By Staff Writer
Reports have emerged that the global crypto exchanges are bracing themselves for anti-money laundering rules announced by the Paris-based financial crime watchdog, the Financial Action Task Force (FATF). The world’s largest crypto exchange Binance has reportedly tied up with RegTech company, Confirm, to help comply with those rules, according to a statement by Coinfirm.
In June, the FATF issued guidance regarding the much-dreaded “Travel Rule” – a new agreement among its 37 member nations that impose stringent regulations to collect data regarding their customers’ transactions and share that information with each other when clients move funds between companies.

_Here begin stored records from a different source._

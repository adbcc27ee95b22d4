//! Non-streaming `generateContent` parsing.
//!
//! The body is narrowed with the same code as a stream chunk, decoded by a
//! [`StreamNormalizer`] and collapsed, so both paths share text coalescing,
//! tool-call ids, source dedup and finish resolution.

use super::streaming::{GeminiProtocol, parse_body, provider_error};
use serde_json::Value;
use unistream_core::spec::{GenerateResult, NormalizerError, StreamPart};
use unistream_core::{NormalizerConfig, StreamNormalizer, collapse_parts};

pub(crate) fn parse_generate_response(
    protocol: &GeminiProtocol,
    body: &Value,
) -> Result<GenerateResult, NormalizerError> {
    if let Some(error) = body.get("error") {
        return Err(provider_error(error));
    }
    let chunk = protocol.narrow_response(parse_body(body)?);

    // A complete body is its own terminal; no trailer can follow.
    let config = NormalizerConfig::default()
        .with_id_generator(protocol.id_generator())
        .with_finish_on_terminal_chunk(true)
        .with_warn_on_unterminated(false);
    let mut normalizer = StreamNormalizer::new(protocol.clone(), config);
    let mut parts = normalizer.push_chunk(chunk);
    parts.extend(normalizer.finish());

    // Decode errors (orphan results, bad inline data) are already logged by
    // the decoder and have no place in a complete result.
    Ok(collapse_parts(
        parts
            .into_iter()
            .filter(|part| !matches!(part, StreamPart::Error { .. })),
    ))
}
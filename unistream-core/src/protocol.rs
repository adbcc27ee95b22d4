//! Provider protocol seam.

use crate::part::RawChunk;
use std::sync::Arc;
use unistream_spec::{FinishReason, GenerateResult, NormalizerError};

/// Everything vendor-specific about a streaming chat protocol.
///
/// Implementations narrow one already-parsed provider chunk into a
/// [`RawChunk`] and own the provider's finish-reason vocabulary. The shared
/// decoder and normalizer never look at vendor JSON.
///
/// # Example
/// ```rust,ignore
/// struct MyProtocol;
///
/// impl ProviderProtocol for MyProtocol {
///     fn provider_id(&self) -> &str { "my-provider" }
///
///     fn narrow(&self, chunk: &serde_json::Value) -> Result<RawChunk, NormalizerError> {
///         let text = chunk["delta"].as_str().unwrap_or_default();
///         Ok(RawChunk::text(text))
///     }
///
///     fn map_finish_reason(&self, raw: &str, has_tool_calls: bool) -> FinishReason {
///         match raw {
///             "done" if has_tool_calls => FinishReason::ToolCalls,
///             "done" => FinishReason::Stop,
///             _ => FinishReason::Other,
///         }
///     }
/// }
/// ```
pub trait ProviderProtocol: Send + Sync {
    /// Identifier used in logs and as the default provider-metadata key.
    fn provider_id(&self) -> &str;

    /// Narrow one provider chunk.
    ///
    /// An `Err` is surfaced as an `error` part; the stream keeps going.
    fn narrow(&self, chunk: &serde_json::Value) -> Result<RawChunk, NormalizerError>;

    /// Map a raw terminal status to the canonical finish reason.
    ///
    /// Must be total: unrecognized values map to [`FinishReason::Other`].
    fn map_finish_reason(&self, raw: &str, has_tool_calls: bool) -> FinishReason;

    /// Whether chunks can still arrive after the terminal status.
    ///
    /// `true` for protocols that report usage in a trailer after the finish
    /// reason. The normalizer then keeps decoding until input ends unless
    /// [`NormalizerConfig::finish_on_terminal_chunk`](crate::NormalizerConfig)
    /// says otherwise.
    fn has_trailing_chunks(&self) -> bool {
        false
    }

    /// Parse a non-streaming response body for the same generation.
    ///
    /// Default implementation returns `UnsupportedOperation`.
    fn parse_response(&self, _body: &serde_json::Value) -> Result<GenerateResult, NormalizerError> {
        Err(NormalizerError::UnsupportedOperation(format!(
            "parse_response is not supported by the {} protocol",
            self.provider_id()
        )))
    }
}

impl<P: ProviderProtocol + ?Sized> ProviderProtocol for Arc<P> {
    fn provider_id(&self) -> &str {
        (**self).provider_id()
    }

    fn narrow(&self, chunk: &serde_json::Value) -> Result<RawChunk, NormalizerError> {
        (**self).narrow(chunk)
    }

    fn map_finish_reason(&self, raw: &str, has_tool_calls: bool) -> FinishReason {
        (**self).map_finish_reason(raw, has_tool_calls)
    }

    fn has_trailing_chunks(&self) -> bool {
        (**self).has_trailing_chunks()
    }

    fn parse_response(&self, body: &serde_json::Value) -> Result<GenerateResult, NormalizerError> {
        (**self).parse_response(body)
    }
}

impl<P: ProviderProtocol + ?Sized> ProviderProtocol for Box<P> {
    fn provider_id(&self) -> &str {
        (**self).provider_id()
    }

    fn narrow(&self, chunk: &serde_json::Value) -> Result<RawChunk, NormalizerError> {
        (**self).narrow(chunk)
    }

    fn map_finish_reason(&self, raw: &str, has_tool_calls: bool) -> FinishReason {
        (**self).map_finish_reason(raw, has_tool_calls)
    }

    fn has_trailing_chunks(&self) -> bool {
        (**self).has_trailing_chunks()
    }

    fn parse_response(&self, body: &serde_json::Value) -> Result<GenerateResult, NormalizerError> {
        (**self).parse_response(body)
    }
}
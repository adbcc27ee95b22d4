//! unistream-spec
//!
//! Canonical, provider-agnostic stream vocabulary for unistream.
//!
//! This crate intentionally contains only *spec-level* types: the stream part
//! union, finish reasons, usage, sources, tool calls and the shared error type.
//! Decoding, block tracking and stream driving live in `unistream-core`, and
//! vendor wire formats live in the `unistream-protocol-*` crates.
#![deny(unsafe_code)]

pub mod error;
pub mod types;

pub use error::{ErrorCategory, NormalizerError};
pub use types::*;
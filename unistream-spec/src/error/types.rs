use serde::{Deserialize, Serialize};
use thiserror::Error;

/// Broad classification of a [`NormalizerError`].
#[derive(Debug, Clone, Copy, PartialEq, Eq, Hash, Serialize, Deserialize)]
#[serde(rename_all = "snake_case")]
pub enum ErrorCategory {
    /// A chunk (or a part inside it) could not be decoded or paired.
    Decode,
    /// The provider reported an error inside the stream.
    Provider,
    /// The transport collaborator reported a failure.
    Transport,
    /// The caller used the API incorrectly (configuration, unsupported operation).
    Usage,
}

/// Errors produced while normalizing a provider stream.
#[derive(Debug, Clone, Error, PartialEq, Serialize, Deserialize)]
#[serde(tag = "type", content = "data", rename_all = "snake_case")]
pub enum NormalizerError {
    /// A raw chunk did not match the provider's chunk shape.
    #[error("Parse error: {0}")]
    ParseError(String),

    /// JSON (de)serialization failed.
    #[error("JSON error: {0}")]
    JsonError(String),

    /// A provider-executed tool result arrived while no call of its kind was pending.
    #[error("Orphaned tool result: no pending `{kind}` call")]
    OrphanedToolResult { kind: String },

    /// A second call of the same kind arrived before the pending one received its result.
    #[error("Overlapping `{kind}` call: pending call `{pending_id}` never received its result")]
    OverlappingToolCall { kind: String, pending_id: String },

    /// A client tool call could not be assembled.
    #[error("Invalid tool call: {0}")]
    InvalidToolCall(String),

    /// Inline binary data could not be decoded.
    #[error("Invalid file data: {0}")]
    InvalidFileData(String),

    /// The provider reported an error inside the stream.
    #[error("Provider error{}: {message}", code.as_deref().map(|c| format!(" ({c})")).unwrap_or_default())]
    ProviderError {
        code: Option<String>,
        message: String,
    },

    /// The transport collaborator failed (connection drop, non-2xx, malformed frames).
    #[error("Transport error: {0}")]
    TransportError(String),

    /// The operation is not supported by this protocol.
    #[error("Unsupported operation: {0}")]
    UnsupportedOperation(String),

    /// Invalid configuration.
    #[error("Configuration error: {0}")]
    ConfigurationError(String),
}

impl NormalizerError {
    /// Create a provider error with an optional provider code.
    pub fn provider_error(code: Option<impl Into<String>>, message: impl Into<String>) -> Self {
        Self::ProviderError {
            code: code.map(Into::into),
            message: message.into(),
        }
    }

    /// Classify the error.
    pub fn category(&self) -> ErrorCategory {
        match self {
            Self::ParseError(_)
            | Self::JsonError(_)
            | Self::OrphanedToolResult { .. }
            | Self::OverlappingToolCall { .. }
            | Self::InvalidToolCall(_)
            | Self::InvalidFileData(_) => ErrorCategory::Decode,
            Self::ProviderError { .. } => ErrorCategory::Provider,
            Self::TransportError(_) => ErrorCategory::Transport,
            Self::UnsupportedOperation(_) | Self::ConfigurationError(_) => ErrorCategory::Usage,
        }
    }

    /// Whether the stream can keep going after this error.
    ///
    /// Decode errors only affect the part that produced them; provider and
    /// transport errors usually mean no more useful content will arrive.
    pub fn is_recoverable(&self) -> bool {
        matches!(self.category(), ErrorCategory::Decode)
    }
}
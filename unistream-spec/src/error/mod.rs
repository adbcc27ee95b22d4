//! Error handling types for unistream.
//!
//! This module is intentionally dependency-light and shared across crates.
//! Errors raised while normalizing a stream are never thrown out of the
//! normalizer; they travel in-band as `StreamPart::Error`, which is why the
//! type is `Clone` and serializable.

mod conversions;
mod types;

pub use types::*;
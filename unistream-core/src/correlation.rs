//! Call/result pairing and source deduplication.
//!
//! Provider-executed tools (code execution, for instance) report their
//! invocation and their result as separate parts with no shared id. The store
//! keeps at most one pending call per tool kind; the next result of that
//! kind consumes it.

use std::collections::{BTreeMap, HashSet};

#[derive(Debug, Clone, PartialEq, Eq)]
pub struct PendingCall {
    pub id: String,
    pub tool_name: String,
}

#[derive(Debug, Default)]
pub struct CorrelationStore {
    pending: BTreeMap<String, PendingCall>,
    seen_sources: HashSet<String>,
}

impl CorrelationStore {
    pub fn new() -> Self {
        Self::default()
    }

    /// Register `call` as the pending call of `kind`.
    ///
    /// Returns the call it replaced, if one was still waiting for its result.
    pub fn register_call(&mut self, kind: &str, call: PendingCall) -> Option<PendingCall> {
        self.pending.insert(kind.to_string(), call)
    }

    /// Consume the pending call of `kind`.
    pub fn take_result(&mut self, kind: &str) -> Option<PendingCall> {
        self.pending.remove(kind)
    }

    pub fn pending(&self, kind: &str) -> Option<&PendingCall> {
        self.pending.get(kind)
    }

    pub fn has_pending(&self) -> bool {
        !self.pending.is_empty()
    }

    /// Remove and return every pending call, ordered by kind.
    pub fn drain_pending(&mut self) -> Vec<(String, PendingCall)> {
        std::mem::take(&mut self.pending).into_iter().collect()
    }

    /// Record a source key. Returns `true` the first time a key is seen.
    pub fn mark_source(&mut self, key: String) -> bool {
        self.seen_sources.insert(key)
    }

    pub fn seen_source_count(&self) -> usize {
        self.seen_sources.len()
    }
}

As the crypto industry continues to mature, blockchain companies are increasingly looking for ways to avoid becoming targets for regulatory agencies such as FATF.
According to a statement from Binance, Coinfirm’s “blockchain agnostic” platform will provide its exchange with alerts and an investigation system that will allow it to examine any transactions that appear suspicious.
Binance can then, in theory, make decisions regarding these transactions and potentially stop attempts at money laundering and other financial crime before they can occur.
“Coinfirm and Binance have mutual values in ensuring trust and security for cryptocurrencies, and we are confident in bringing that to the market together,” Pawel Kuskowski, co-founder and CEO of Coinfirm, said in a statement.